The common understanding of those who suffer from insomnia is that they don’t simply suffer at night; they suffer through their dragged-out days with overwhelming feelings of fatigue, confusion and trouble upholding a solid work or school performance. However, the evidence suggested by this recent study turns this classic understanding of insomnia on its head, and causes us to rethink if insomniac’s performance truly is inferior to non-insomniacs. Recent studies suggest that insomniacs performance does not differ in adequate ways from non-insomniacs, it simply only feels as such to the insomniac performers.

With the help of brain imaging technology, researchers evaluated 25 insomniacs and 25 normal sleepers as they performed eight-minute working memory tasks, involving the processing and storing of short-term memory. One at a time, testing subjects underwent functional magnetic resonance imaging scans while reviewing letters projected on a screen, and were asked to identify which were repeats of letters displayed earlier in the sequence.

"They're doing the task just fine but [the insomniacs] subjective sense is sort of like they're running through mud," said Dr. Drummond. "It's just so much harder to do."

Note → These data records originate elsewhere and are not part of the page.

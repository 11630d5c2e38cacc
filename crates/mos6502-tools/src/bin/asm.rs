use anyhow::{Context, Result};
use clap::Parser;
use serde::Serialize;
use std::fs;
use std::path::PathBuf;
use tracing_subscriber::EnvFilter;

use mos6502_rs::disasm::fmt_unit;
use mos6502_rs::Program;

#[derive(Parser, Debug)]
#[command(author, version, about = "6502 assembler: text source to flat binary")]
struct Opts {
    /// Input assembly file (one instruction, label or directive per line)
    #[arg(short, long)]
    input: PathBuf,
    /// Output binary file
    #[arg(short, long)]
    output: PathBuf,
    /// Buffer capacity in bytes
    #[arg(long, default_value_t = Program::DEFAULT_SIZE)]
    size: usize,
    /// Keep the whole buffer instead of cutting it at the last write
    #[arg(long)]
    no_clamp: bool,
    /// Print the parsed program back as text
    #[arg(long)]
    listing: bool,
    /// Export labels to JSON (Vec<{ addr, name }>)
    #[arg(long, value_name = "FILE")]
    labels_out: Option<PathBuf>,
}

#[derive(Debug, Clone, Serialize)]
struct LabelKV {
    addr: u16,
    name: String,
}

fn main() -> Result<()> {
    tracing_subscriber::fmt()
        .with_env_filter(EnvFilter::from_default_env())
        .init();

    let opts = Opts::parse();
    let src = fs::read_to_string(&opts.input).with_context(|| format!("reading {}", opts.input.display()))?;
    let prg = mos6502_rs::Parser::with_size(opts.size)
        .parse(&src)
        .with_context(|| format!("assembling {}", opts.input.display()))?;

    if opts.listing {
        for unit in prg.assembly() {
            println!("    {}", fmt_unit(unit));
        }
    }

    let bytes = prg.build(!opts.no_clamp)?;
    fs::write(&opts.output, &bytes).with_context(|| format!("writing {}", opts.output.display()))?;

    if let Some(path) = &opts.labels_out {
        let labels: Vec<LabelKV> = prg
            .labels()
            .iter()
            .map(|(name, &addr)| LabelKV { addr, name: name.clone() })
            .collect();
        fs::write(path, serde_json::to_string_pretty(&labels)?)?;
    }

    eprintln!(
        "{} bytes, {} labels, origin {:#06x}",
        bytes.len(),
        prg.labels().len(),
        prg.origin()
    );
    Ok(())
}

The study showed that as the information increased in difficulty, the normal sleepers had increased activity in parts of the brain such as in the dorsolateral prefrontal cortex while insomnia subjects didn’t. Poor sleepers seemed to struggle in turning of the brain’s “mind wandering” regions, otherwise known throughout the study as the “default mode” network which is located in the midline. Normally these regions remain active when a person is not engaged in goal-directed behavior and they are suppressed when a person switches to a task.

"For the good healthy sleepers, the harder the task becomes the more they recruited the working memory parts of the brain," he added. "The insomnia patients, in contrast, weren't able to ramp up these parts of the brain the way they should have." The subjects with insomnia had primary insomnia, meaning their difficulties falling asleep or staying asleep weren't related to a health condition, such as sleep apnea.

"I kind of wonder whether that may be a neurosignature of the experience of insomnia, where people say, 'I feel like I wasn't asleep all night,' " Dr. Buysse, professor of psychiatry at the University of Pittsburg says, “The ultimate goal”, he said, “is to see how treatment affects the brain activity”.

"If there are particular regions in the brain that are more active in people with insomnia when they're asleep, we might think of other techniques" for treatment, he said. For example, transcranial magnetic stimulation, a method of treating disorders such as depression and anxiety, can change activity in specific brain regions.